START Supplied records
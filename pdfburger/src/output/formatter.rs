//! Message formatting and display.
//!
//! Informational, success and debug lines go to stdout; warnings and errors
//! go to stderr so they survive `--quiet` and stay out of piped output.
//!
//! # Examples
//!
//! ```
//! use pdfburger::output::formatter::OutputFormatter;
//!
//! let formatter = OutputFormatter::new(false, false);
//! formatter.info("Processing files...");
//! formatter.success("Operation completed");
//! formatter.warning("skipping broken.pdf: cannot read PDF");
//! ```

use std::io::{self, IsTerminal};

use crate::config::Config;

/// Level of output message.
#[derive(Debug, Clone, Copy, PartialEq, Eq)]
pub enum MessageLevel {
    /// Informational message.
    Info,
    /// Success message.
    Success,
    /// Warning message.
    Warning,
    /// Error message.
    Error,
    /// Debug/verbose message.
    Debug,
}

impl MessageLevel {
    fn prefix(self) -> &'static str {
        match self {
            Self::Info | Self::Success => "",
            Self::Warning => "warning: ",
            Self::Error => "error: ",
            Self::Debug => "  ",
        }
    }

    fn color_code(self) -> &'static str {
        match self {
            Self::Info => "",
            Self::Success => "\x1b[32m", // Green
            Self::Warning => "\x1b[33m", // Yellow
            Self::Error => "\x1b[31m",   // Red
            Self::Debug => "\x1b[36m",   // Cyan
        }
    }

    fn to_stderr(self) -> bool {
        matches!(self, Self::Warning | Self::Error)
    }
}

/// Output formatter with configurable verbosity.
#[derive(Debug, Clone)]
pub struct OutputFormatter {
    /// Whether to suppress non-error output.
    quiet: bool,
    /// Whether to show verbose output.
    verbose: bool,
    /// Whether to use colored output.
    colored: bool,
}

impl OutputFormatter {
    /// Create a new output formatter.
    pub fn new(quiet: bool, verbose: bool) -> Self {
        Self {
            quiet,
            verbose,
            colored: Self::should_use_color(),
        }
    }

    /// Create a formatter from configuration.
    ///
    /// A dry run always prints its plan. JSON mode keeps stdout for the JSON
    /// document, so it behaves as quiet.
    pub fn from_config(config: &Config) -> Self {
        Self::new(
            !config.should_print() || config.json,
            config.verbose && !config.json,
        )
    }

    /// Create a quiet formatter (warnings and errors only).
    pub fn quiet() -> Self {
        Self::new(true, false)
    }

    /// Create a verbose formatter.
    pub fn verbose() -> Self {
        Self::new(false, true)
    }

    /// Returns true if stdout is a TTY and TERM is set.
    fn should_use_color() -> bool {
        io::stdout().is_terminal() && std::env::var("TERM").is_ok()
    }

    /// Print an informational message. Suppressed in quiet mode.
    pub fn info(&self, message: &str) {
        if !self.quiet {
            self.print_message(MessageLevel::Info, message);
        }
    }

    /// Print a success message. Suppressed in quiet mode.
    pub fn success(&self, message: &str) {
        if !self.quiet {
            self.print_message(MessageLevel::Success, message);
        }
    }

    /// Print a warning message, even in quiet mode.
    pub fn warning(&self, message: &str) {
        self.print_message(MessageLevel::Warning, message);
    }

    /// Print an error message. Always displayed.
    pub fn error(&self, message: &str) {
        self.print_message(MessageLevel::Error, message);
    }

    /// Print a debug/verbose message. Only displayed in verbose mode.
    pub fn debug(&self, message: &str) {
        if self.verbose {
            self.print_message(MessageLevel::Debug, message);
        }
    }

    /// Print `label: value` in verbose mode.
    pub fn detail(&self, label: &str, value: &str) {
        if self.verbose {
            println!("  {label}: {value}");
        }
    }

    /// Print a numbered list item. Suppressed in quiet mode.
    pub fn list_item(&self, index: usize, message: &str) {
        if !self.quiet {
            println!("  {index}. {message}");
        }
    }

    fn print_message(&self, level: MessageLevel, message: &str) {
        let line = self.render(level, message);
        if level.to_stderr() {
            eprintln!("{line}");
        } else {
            println!("{line}");
        }
    }

    /// Format a message for `level` without printing it.
    fn render(&self, level: MessageLevel, message: &str) -> String {
        let prefix = level.prefix();
        let color_code = level.color_code();

        if self.colored && !color_code.is_empty() {
            format!("{color_code}{prefix}{message}\x1b[0m")
        } else {
            format!("{prefix}{message}")
        }
    }

    /// Check if verbose output should be shown.
    pub fn is_verbose(&self) -> bool {
        self.verbose
    }

    /// Check if quiet mode is enabled.
    pub fn is_quiet(&self) -> bool {
        self.quiet
    }
}

impl Default for OutputFormatter {
    fn default() -> Self {
        Self::new(false, false)
    }
}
END Supplied records
Output the records exactly, so that each line matches what was given.

| Response to this task |
filename pdfburger/src/output/formatter.rs
//! Message formatting and display.
//!
//! Informational, success and debug lines go to stdout; warnings and errors
//! go to stderr so they survive `--quiet` and stay out of piped output.
//!
//! # Examples
//!
//! ```
//! use pdfburger::output::formatter::OutputFormatter;
//!
//! let formatter = OutputFormatter::new(false, false);
//! formatter.info("Processing files...");
//! formatter.success("Operation completed");
//! formatter.warning("skipping broken.pdf: cannot read PDF");
//! ```

use std::io::{self, IsTerminal};

use crate::config::Config;

/// Level of output message.
#[derive(Debug, Clone, Copy, PartialEq, Eq)]
pub enum MessageLevel {
    /// Informational message.
    Info,
    /// Success message.
    Success,
    /// Warning message.
    Warning,
    /// Error message.
    Error,
    /// Debug/verbose message.
    Debug,
}

impl MessageLevel {
    fn prefix(self) -> &'static str {
        match self {
            Self::Info | Self::Success => "",
            Self::Warning => "warning: ",
            Self::Error => "error: ",
            Self::Debug => "  ",
        }
    }

    fn color_code(self) -> &'static str {
        match self {
            Self::Info => "",
            Self::Success => "\x1b[32m", // Green
            Self::Warning => "\x1b[33m", // Yellow
            Self::Error => "\x1b[31m",   // Red
            Self::Debug => "\x1b[36m",   // Cyan
        }
    }

    fn to_stderr(self) -> bool {
        matches!(self, Self::Warning | Self::Error)
    }
}

/// Output formatter with configurable verbosity.
#[derive(Debug, Clone)]
pub struct OutputFormatter {
    /// Whether to suppress non-error output.
    quiet: bool,
    /// Whether to show verbose output.
    verbose: bool,
    /// Whether to use colored output.
    colored: bool,
}

impl OutputFormatter {
    /// Create a new output formatter.
    pub fn new(quiet: bool, verbose: bool) -> Self {
        Self {
            quiet,
            verbose,
            colored: Self::should_use_color(),
        }
    }

    /// Create a formatter from configuration.
    ///
    /// A dry run always prints its plan. JSON mode keeps stdout for the JSON
    /// document, so it behaves as quiet.
    pub fn from_config(config: &Config) -> Self {
        Self::new(
            !config.should_print() || config.json,
            config.verbose && !config.json,
        )
    }

    /// Create a quiet formatter (warnings and errors only).
    pub fn quiet() -> Self {
        Self::new(true, false)
    }

    /// Create a verbose formatter.
    pub fn verbose() -> Self {
        Self::new(false, true)
    }

    /// Returns true if stdout is a TTY and TERM is set.
    fn should_use_color() -> bool {
        io::stdout().is_terminal() && std::env::var("TERM").is_ok()
    }

    /// Print an informational message. Suppressed in quiet mode.
    pub fn info(&self, message: &str) {
        if !self.quiet {
            self.print_message(MessageLevel::Info, message);
        }
    }

    /// Print a success message. Suppressed in quiet mode.
    pub fn success(&self, message: &str) {
        if !self.quiet {
            self.print_message(MessageLevel::Success, message);
        }
    }

    /// Print a warning message, even in quiet mode.
    pub fn warning(&self, message: &str) {
        self.print_message(MessageLevel::Warning, message);
    }

    /// Print an error message. Always displayed.
    pub fn error(&self, message: &str) {
        self.print_message(MessageLevel::Error, message);
    }

    /// Print a debug/verbose message. Only displayed in verbose mode.
    pub fn debug(&self, message: &str) {
        if self.verbose {
            self.print_message(MessageLevel::Debug, message);
        }
    }

    /// Print `label: value` in verbose mode.
    pub fn detail(&self, label: &str, value: &str) {
        if self.verbose {
            println!("  {label}: {value}");
        }
    }

    /// Print a numbered list item. Suppressed in quiet mode.
    pub fn list_item(&self, index: usize, message: &str) {
        if !self.quiet {
            println!("  {index}. {message}");
        }
    }

    fn print_message(&self, level: MessageLevel, message: &str) {
        let line = self.render(level, message);
        if level.to_stderr() {
            eprintln!("{line}");
        } else {
            println!("{line}");
        }
    }

    /// Format a message for `level` without printing it.
    fn render(&self, level: MessageLevel, message: &str) -> String {
        let prefix = level.prefix();
        let color_code = level.color_code();

        if self.colored && !color_code.is_empty() {
            format!("{color_code}{prefix}{message}\x1b[0m")
        } else {
            format!("{prefix}{message}")
        }
    }

    /// Check if verbose output should be shown.
    pub fn is_verbose(&self) -> bool {
        self.verbose
    }

    /// Check if quiet mode is enabled.
    pub fn is_quiet(&self) -> bool {
        self.quiet
    }
}

impl Default for OutputFormatter {
    fn default() -> Self {
        Self::new(false, false)
    }
}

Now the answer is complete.